LEED Certification Matters

A response to the “should we certify” conundrum:

LEED Certification Matters

By Mona Lemoine

What was once an aspiration of a few innovators in isolated industries is
now part of our day-to-day lives. People around the country and particularly
in the Cascadia bioregion desire leadership and sustainability in how we
design, construct, operate and maintain the buildings where we live and
work. Green building has become part of our vernacular. And LEED helped us
get here.

The private sector increasingly uses LEED certification as a measure of not
only greenness, but also as a measure of overall quality. That’s why people
repeatedly certify their buildings. That’s why there are more than 17,000
LEED-certified commercial buildings covering 2.6 billion square feet (not to
mention more than 40,000 certified homes). That’s why 88 of the Fortune 100
companies use LEED. It’s this demand for efficiency and quality that drives
the demand for LEED, which has driven green building market growth from 2
percent in 2005 to 44 percent today.

With each newly certified project, LEED broadens the base for the necessary
and wide-scale transformation of our building industry. Thanks in no small
part to LEED, adoption of the Living Building
Challenge is also growing, and with it, projects that bring about local
community benefits, technological advancement, growth in manufacturing,
innovative design and restoration of the environment. LEED is a tool for the
broad adoption of green building practices to reduce the social, human
health and environmental impacts of the built environment and created a
platform for true innovation in the form of the Living Building Challenge,
that aspires for not only sustainability, but the potential for every act of
construction to restore health.

The “just build green, but don’t get LEED-certified” position, presented in
The Oregonian editorial about building West Linn’s new police station, is
neither new nor surprising (“LEED certification is overrated,” July 15). No matter what
the industry, there are those who do not think verification and validation
are important. The reality is that LEED is not a “designer label,” it is
third-party proof that the building owners, in this case Oregon taxpayers,
actually got the green building they paid for. It’s not impossible to build
green without LEED, it’s just unlikely that corners won’t be cut and goals
and objectives missed, which happens every day and everywhere. “Trust me”
from the architect, engineers and contractors is not good enough.
Certification cuts through the greenwashing that is so common in the market
today and ensures that buildings are designed and built to meet an accepted
rigorous standard.

The private sector increasingly uses LEED certification as a measure of not
only greenness, but also as a measure of overall quality.

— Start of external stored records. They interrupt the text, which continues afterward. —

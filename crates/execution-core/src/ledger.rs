//! Time-ordered execution table built from a venue's execution history.

use crate::error::{BatchReport, DiscardReason, DiscardedRecord, ExecutionError};
use crate::execution::{ExecutionRecord, RawExecution};
use crate::order::OrderStatus;
use std::collections::BTreeMap;
use tracing::{debug, warn};

/// Result of reconciling one execution batch.
#[derive(Debug)]
pub struct Reconciled {
    /// The usable rows.
    pub ledger: ExecutionLedger,
    /// Present when any row was left out.
    pub report: Option<BatchReport>,
}

impl Reconciled {
    /// Turn a lossy reconciliation into `MalformedExecutionBatch`.
    pub fn strict(self) -> Result<ExecutionLedger, ExecutionError> {
        match self.report {
            Some(report) => Err(ExecutionError::MalformedExecutionBatch(report)),
            None => Ok(self.ledger),
        }
    }

    /// Keep the usable rows, whatever was discarded.
    pub fn into_ledger(self) -> ExecutionLedger {
        self.ledger
    }
}

/// Executions sorted by transaction time, oldest first.
#[derive(Debug, Clone, Default)]
pub struct ExecutionLedger {
    records: Vec<ExecutionRecord>,
}

impl ExecutionLedger {
    /// Build a ledger from a raw batch.
    ///
    /// A batch whose rows all have the same number of fields is used whole.
    /// Otherwise rows are grouped by field count and only the group with the
    /// most fields is kept; every other row is reported as discarded. Rows
    /// of the kept shape that cannot be decoded are reported as well.
    pub fn reconcile(batch: Vec<RawExecution>) -> Reconciled {
        let total = batch.len();
        let mut groups: BTreeMap<usize, Vec<RawExecution>> = BTreeMap::new();
        for raw in batch {
            groups.entry(raw.len()).or_default().push(raw);
        }

        let mut discarded = Vec::new();
        let (kept_field_count, kept_rows) = match groups.pop_last() {
            Some(group) => group,
            None => return Reconciled {
                ledger: Self::default(),
                report: None,
            },
        };

        for (field_count, rows) in groups {
            discarded.extend(rows.into_iter().map(|record| DiscardedRecord {
                field_count,
                reason: DiscardReason::MinorityShape,
                record,
            }));
        }

        let mut records = Vec::with_capacity(kept_rows.len());
        for raw in kept_rows {
            let field_count = raw.len();
            match ExecutionRecord::from_raw(raw.clone()) {
                Ok(record) => records.push(record),
                Err(e) => discarded.push(DiscardedRecord {
                    field_count,
                    reason: DiscardReason::Undecodable(e.to_string()),
                    record: raw,
                }),
            }
        }

        let ledger = Self::from_records(records);

        let report = if discarded.is_empty() {
            debug!(rows = total, fields = kept_field_count, "Execution batch reconciled");
            None
        } else {
            let report = BatchReport {
                kept_field_count,
                kept: ledger.len(),
                discarded,
            };
            warn!(
                total,
                kept = report.kept,
                kept_fields = report.kept_field_count,
                discarded = report.discarded_count(),
                shapes = ?report.discarded_shapes(),
                "Discarded execution records"
            );
            Some(report)
        };

        Reconciled { ledger, report }
    }

    /// Build a ledger from decoded records. Sorting is stable, so rows with
    /// equal timestamps keep the venue's order.
    pub fn from_records(mut records: Vec<ExecutionRecord>) -> Self {
        records.sort_by_key(|r| r.transact_time);
        Self { records }
    }

    /// All rows, oldest first.
    pub fn records(&self) -> &[ExecutionRecord] {
        &self.records
    }

    pub fn len(&self) -> usize {
        self.records.len()
    }

    pub fn is_empty(&self) -> bool {
        self.records.is_empty()
    }

    /// Rows for one client order id, or every row when `None`.
    pub fn select(&self, client_order_id: Option<&str>) -> Vec<&ExecutionRecord> {
        match client_order_id {
            Some(id) => self
                .records
                .iter()
                .filter(|r| r.client_order_id == id)
                .collect(),
            None => self.records.iter().collect(),
        }
    }

    /// Whether the latest row of an order shows `target`.
    ///
    /// `Triggered` is read from the trigger marker, not the status field.
    /// Fails with `EmptyHistory` when the order has no rows.
    pub fn has_reached_status(
        &self,
        client_order_id: &str,
        target: OrderStatus,
    ) -> Result<bool, ExecutionError> {
        let last = self
            .records
            .iter()
            .rev()
            .find(|r| r.client_order_id == client_order_id)
            .ok_or_else(|| ExecutionError::EmptyHistory {
                client_order_id: client_order_id.to_string(),
            })?;

        Ok(matches_status(last, target))
    }

    /// Whether any row of an order ever showed `target`.
    pub fn has_ever_had_status(&self, client_order_id: &str, target: OrderStatus) -> bool {
        self.records
            .iter()
            .filter(|r| r.client_order_id == client_order_id)
            .any(|r| matches_status(r, target))
    }
}

fn matches_status(record: &ExecutionRecord, target: OrderStatus) -> bool {
    match target {
        OrderStatus::Triggered => record.is_triggered(),
        other => record.ord_status == other.as_str(),
    }
}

And just like the employers who hire college graduates instead of applicants
who claim to have learned the same skills, the market increasingly demands
certified buildings because they are verified energy, water and cost savers.

Despite all the evidence in favor of LEED, critics continue to argue that certification is optional, to which we say: Just look at the changes in the green building industry over the past two decades and ask yourself, would today’s nearly mainstream acceptance of and demand for better, healthier, more efficient, lower-impact buildings have been possible if we committed to a “trust me” approach to delivering on these objectives? Could the market support the Living Building Challenge and the transformation toward a living future were it not for LEED?

Oregon taxpayers deserve better than “just trust me.”


Mona Lemoine is the executive director of the Cascadia Green Building Council and vice president of education and events of the International Living Future Institute.